A notícia analisa um conjunto de dados estatísticos, no
período de uma década, entre 2013 e 2023, na qual é patente a enorme perda de
passageiros, menos 3.5 milhões (de 9 para os actuais 5.5 milhões), uma queda de
38%, de acordo com os números do Serviço Regional de Estatística (SREA), sendo
que a redução mais acentuada foi registada em São Miguel, com menos 43% de
passageiros, seguida da Terceira com menos 30%, tendência que, em 2024, se
mantém.
Apesar das perturbações no serviço, e de várias chamadas de
atenção, o concurso público para concessão do serviço de transporte colectivo
de passageiros na ilha de São Miguel, não foi lançado, mas deverá acontecer “ainda este ano”.
A argumentação para este atraso é justificada pela
complexidade do processo, e por opções técnicas, relativas à renovação de
frotas e para o “grande desígnio da descarbonização”. Em nenhum momento ouvimos
falar de passageiros, e do “calvário” por que passa quem (diariamente) utiliza transportes
públicos.
Como tem sido notícia, têm existido alguns condicionalismos
na prestação do serviço de transporte, e os motoristas já tornaram público o
seu descontentamento, na justa reivindicação pela melhoria das suas condições de
trabalho, fazendo com que, não raras vezes, horários e itinerários sejam
suprimidos sem que o utente tenha sido informado, ou seja comunicada uma
alternativa, muito menos, uma compensação, por parte dos concessionários (que
contam com o beneplácito das autoridades).
Importaria que o novo concurso público de passageiros de São
Miguel (60% do total dos utentes da região), tivesse em linha de conta os seus
utilizadores. Será que já ouviram o que têm a dizer?
De igual modo, não deveríamos questionar a concessão de um serviço que perdeu quase 40% dos seus utentes, seja realizado nos mesmos moldes sem que haja uma profunda alteração dos seus pressupostos, e sobre as razões que estão na génese desta redução, ou estamos dispostos a pagar por um “serviço fantasma”?

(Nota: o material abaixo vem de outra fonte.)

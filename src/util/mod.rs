pub mod assert;
pub mod backoff;
pub mod base64;
pub mod compat;
pub mod constants;
pub mod deep_copy;
pub mod environment;
pub mod errors;
pub mod formatters;
pub mod json;
pub mod jwt;
pub mod obj;
pub mod sha1;
pub mod subscribe;

pub use assert::{assert, assertion_error};
pub use backoff::{calculate_backoff_millis, BackoffConfig, MAX_BACKOFF_MILLIS, RANDOM_FACTOR};
pub use base64::{
    base64_decode, base64_decode_bytes, base64_encode, base64_url_encode,
    base64_url_encode_trimmed, DecodeBase64Error,
};
pub use compat::{get_compat_delegate, get_modular_instance, Compat};
pub use constants::CONSTANTS;
pub use deep_copy::{deep_copy, deep_extend};
pub use environment::{
    are_cookies_enabled, get_user_agent, is_browser, is_browser_extension, is_cloudflare_worker,
    is_electron, is_indexed_db_available, is_mobile_cordova, is_node, is_react_native, is_safari,
    is_safari_or_webkit, is_uwp, is_web_worker,
};
pub use errors::{ErrorData, ErrorFactory, ErrorMap, FirebaseError};
pub use formatters::ordinal;
pub use json::{json_eval, stringify};
pub use jwt::{
    decode_jwt, is_admin_token, is_valid_format as jwt_is_valid_format,
    is_valid_timestamp as jwt_is_valid_timestamp, issued_at_time as jwt_issued_at_time,
    DecodedToken,
};
pub use obj::{deep_equal, is_empty, map_values};
pub use sha1::{sha1_digest, sha1_hex};
pub use subscribe::{PartialObserver, Unsubscribe};
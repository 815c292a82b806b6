pub trait Compat<T> {
    fn delegate(&self) -> &T;
}

pub fn get_modular_instance<T>(service: &T) -> &T {
    service
}

pub fn get_compat_delegate<T, C>(service: &C) -> &T
where
    C: Compat<T>,
{
    service.delegate()
}

#[cfg(test)]
mod tests {
    use super::*;

    struct Wrapper<T> {
        inner: T,
    }

    impl<T> Compat<T> for Wrapper<T> {
        fn delegate(&self) -> &T {
            &self.inner
        }
    }

    #[test]
    fn returns_plain_instance() {
        let value = 10;
        assert_eq!(*get_modular_instance(&value), 10);
    }

    #[test]
    fn returns_delegate_for_wrapper() {
        let wrapped = Wrapper { inner: 42 };
        assert_eq!(*get_compat_delegate(&wrapped), 42);
    }
}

Por estes dias, já ninguém se recorda do projecto da central de camionagem (no centro) de Ponta Delgada, que não passou de uma proposta inconsequente (e irreflectida). No entanto, o tempo apenas provou que não existia uma estratégia, nem uma real preocupação com a vida dos munícipes do concelho mais populoso (e dos residentes da maior ilha dos Açores). Apesar da gestão autárquica ser a mesma há mais de 30 anos, está tudo quase na mesma, e os desafios à mobilidade, na cidade e no concelho, são enormes. Não existe um plano rodoviário condizente com as necessidades actuais, nem uma resposta adequada, e concertada, para a fluidez que se exige.
Deixo esta questão para reflexão, qual o investimento público
(prioritário) que absorve 12,6% do PRR confiado aos Açores (92 de 725 milhões
de euros)? Estradas (ou circulares), registadas como “circuitos logísticos”.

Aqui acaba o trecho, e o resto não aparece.